2010-09-12 Thread Robert Ransom
On Sun, 12 Sep 2010 23:36:30 -0400
Gregory Maxwell  wrote:

> On Sun, Sep 12, 2010 at 9:40 PM, Robert Ransom  wrote:
> > That's the wrong approach.  The config file should contain a random
> > secret key shared among all relays in a family, and the relays should
> > publish in their descriptors a public key derived from that secret key
> > along with a signature of the relay's current signing key with that
> > secret key.  With DJB's Curve25519 elliptic-curve parameters, the
> > public key can take only 511 bits, and the signature can take only 506
> > bits.  A smaller curve could fit the public key into 319 bits and the
> > signature into about 320 bits (the precise size would be determined by
> > the group order).
> >
> > This would not be backward-compatible with existing clients, but it
> > avoids the current quadratic blowup in both the config files and the
> > total descriptor size.
> 
> There we go—
> 
> Perhaps the signature could be shipped only to the directory
> authorities but left out of the published descriptors, no?

No, the client needs to see it in the relay/bridge descriptor.

>(obviously
> they'd need to be left outside of the part signed by the nodes, so
> obviously some reworking is required there).

???

Why?

>  Directories would ignore
> nodes that claim families that they can't back up with a valid
> signature. This would open up some attacks by a conspiracy of evil
> directories but it would be detectable and no worse than other kinds
> of attacks available to similarly compromised directories.

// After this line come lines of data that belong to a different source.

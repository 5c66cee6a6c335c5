//! Time-ordered queue of pending events
//!
//! Pending events are kept sorted descending by (time, id) so the earliest
//! event pops off the end. Posting into the past, posting an event that has
//! already fired, or posting a second live event for the same subject are
//! invariant violations and abort.

use serde::{Deserialize, Serialize};

use crate::core::error::fatal;
use crate::core::types::{DetachmentId, EventId, Minute};
use crate::events::event::{Event, EventKind, Subject};

#[derive(Debug, Clone, PartialEq, Default, Serialize, Deserialize)]
pub struct EventQueue {
    now: Minute,
    next_id: u64,
    pending: Vec<Event>,
}

impl EventQueue {
    pub fn new() -> Self {
        Self::default()
    }

    /// Current simulation clock
    pub fn now(&self) -> Minute {
        self.now
    }

    pub fn len(&self) -> usize {
        self.pending.len()
    }

    pub fn is_empty(&self) -> bool {
        self.pending.is_empty()
    }

    /// Pending events, earliest first
    pub fn iter(&self) -> impl Iterator<Item = &Event> {
        self.pending.iter().rev()
    }

    pub fn get(&self, id: EventId) -> Option<&Event> {
        self.pending.iter().find(|e| e.id == Some(id))
    }

    /// Time of the earliest pending event
    pub fn peek_time(&self) -> Option<Minute> {
        self.pending.last().map(|e| e.time)
    }

    /// The live event of a subject, if any
    pub fn pending_for(&self, subject: Subject) -> Option<EventId> {
        self.pending
            .iter()
            .find(|e| e.kind.subject() == subject)
            .and_then(|e| e.id)
    }

    fn insert_sorted(&mut self, event: Event) {
        let key = (event.time, event.id);
        let at = self.pending.partition_point(|e| (e.time, e.id) > key);
        self.pending.insert(at, event);
    }

    fn check_time(&self, time: Minute) {
        if time < self.now {
            fatal(&format!(
                "bad time sequence: event at {} posted at clock {}",
                time, self.now
            ));
        }
    }

    /// Insert an event in time order and return its id
    pub fn post(&mut self, mut event: Event) -> EventId {
        if event.occurred {
            fatal(&format!("event already occurred: {:?}", event.kind));
        }
        self.check_time(event.time);
        let subject = event.kind.subject();
        if self.pending_for(subject).is_some() {
            fatal(&format!("duplicate live event for {:?}", subject));
        }

        let id = EventId(self.next_id);
        self.next_id += 1;
        event.id = Some(id);
        tracing::trace!("post {} {} at {}", id, event.kind.name(), event.time);
        self.insert_sorted(event);
        id
    }

    pub fn schedule(&mut self, time: Minute, kind: EventKind) -> EventId {
        self.post(Event::new(time, kind))
    }

    /// Remove a live event
    pub fn unschedule(&mut self, id: EventId) -> Option<Event> {
        let at = self.pending.iter().position(|e| e.id == Some(id))?;
        Some(self.pending.remove(at))
    }

    /// Move a live event to a new time; false if the event is gone
    pub fn reschedule(&mut self, id: EventId, time: Minute) -> bool {
        self.check_time(time);
        match self.unschedule(id) {
            Some(mut event) => {
                event.time = time;
                self.insert_sorted(event);
                true
            }
            None => false,
        }
    }

    /// Remove every queued event that acts on a detachment
    pub fn purge(&mut self, detachment: DetachmentId) -> Vec<Event> {
        let (removed, kept) = std::mem::take(&mut self.pending)
            .into_iter()
            .partition(|e| e.affects(detachment));
        self.pending = kept;
        removed
    }

    /// Pop the earliest event due at or before `end`, advancing the clock
    /// to its time and marking it occurred
    pub fn pop_due(&mut self, end: Minute) -> Option<Event> {
        if self.pending.last()?.time > end {
            return None;
        }
        let mut event = self.pending.pop()?;
        self.now = event.time;
        event.occurred = true;
        Some(event)
    }

    /// Advance the clock without firing anything
    pub fn advance_to(&mut self, time: Minute) {
        if time < self.now {
            fatal(&format!("bad time sequence: clock {} moved back to {}", self.now, time));
        }
        if let Some(next) = self.peek_time() {
            if next < time {
                fatal(&format!(
                    "bad time sequence: clock {} would skip pending event at {}",
                    time, next
                ));
            }
        }
        self.now = time;
    }
}

#[cfg(test)]
mod tests {
    use super::*;
    use crate::core::arena::Handle;

    fn recover(index: u32) -> EventKind {
        EventKind::Recover {
            detachment: DetachmentId(Handle::new(index, 0)),
        }
    }

    #[test]
    fn test_pops_in_time_order() {
        let mut queue = EventQueue::new();
        queue.schedule(30, recover(0));
        queue.schedule(10, recover(1));
        queue.schedule(20, recover(2));

        let times: Vec<Minute> = std::iter::from_fn(|| queue.pop_due(100))
            .map(|e| e.time)
            .collect();
        assert_eq!(times, vec![10, 20, 30]);
        assert_eq!(queue.now(), 30);
    }

    #[test]
    fn test_ties_fire_in_post_order() {
        let mut queue = EventQueue::new();
        let first = queue.schedule(10, recover(0));
        let second = queue.schedule(10, recover(1));
        assert_eq!(queue.pop_due(10).unwrap().id, Some(first));
        assert_eq!(queue.pop_due(10).unwrap().id, Some(second));
    }

    #[test]
    fn test_pop_due_respects_end() {
        let mut queue = EventQueue::new();
        queue.schedule(50, recover(0));
        assert!(queue.pop_due(49).is_none());
        let event = queue.pop_due(50).unwrap();
        assert!(event.occurred);
    }

    #[test]
    #[should_panic(expected = "bad time sequence")]
    fn test_post_in_past_is_fatal() {
        let mut queue = EventQueue::new();
        queue.schedule(20, recover(0));
        queue.pop_due(20);
        queue.schedule(19, recover(1));
    }

    #[test]
    #[should_panic(expected = "event already occurred")]
    fn test_repost_fired_event_is_fatal() {
        let mut queue = EventQueue::new();
        queue.schedule(5, recover(0));
        let event = queue.pop_due(5).unwrap();
        queue.post(event);
    }

    #[test]
    #[should_panic(expected = "duplicate live event")]
    fn test_second_event_for_subject_is_fatal() {
        let mut queue = EventQueue::new();
        queue.schedule(5, recover(0));
        queue.schedule(9, recover(0));
    }

    #[test]
    fn test_unschedule_and_reschedule() {
        let mut queue = EventQueue::new();
        let a = queue.schedule(10, recover(0));
        let b = queue.schedule(20, recover(1));

        assert!(queue.reschedule(b, 5));
        assert_eq!(queue.peek_time(), Some(5));
        assert!(queue.unschedule(a).is_some());
        assert!(queue.unschedule(a).is_none());
        assert!(!queue.reschedule(a, 30));
        assert_eq!(queue.len(), 1);
    }

    #[test]
    fn test_purge_removes_only_that_detachment() {
        let mut queue = EventQueue::new();
        queue.schedule(10, recover(0));
        queue.schedule(15, recover(1));
        let removed = queue.purge(DetachmentId(Handle::new(0, 0)));
        assert_eq!(removed.len(), 1);
        assert_eq!(queue.len(), 1);
    }

    #[test]
    #[should_panic(expected = "bad time sequence")]
    fn test_clock_cannot_run_backwards() {
        let mut queue = EventQueue::new();
        queue.advance_to(100);
        queue.advance_to(99);
    }
}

I don't see how it could open up any *new* attacks -- the directory
authorities can already ignore relays, or mark them as Invalid, with
near impunity.

> With the signatures left out of the descriptor and 511 bit keys the
> break-even point for descriptor size is four nodes in a family.  A
> very quick check with my cached descriptor data locally suggests that
> this would reduce the aggregate descriptor size significantly compared
> to the current scheme.  (there are enough families with _many_ nodes,
> to offset the fact that most families are small)

Don't forget that the keys and signatures would need to be represented
in ASCII in the descriptors.  If you're willing to break backward
compatibility anyway, there is some room for squeezing the existing
family specifications down, as well (i.e. represent node identity key
fingerprints in base64, or even base85 (only the clients should care
about it, and they can probably eat the performance cost)).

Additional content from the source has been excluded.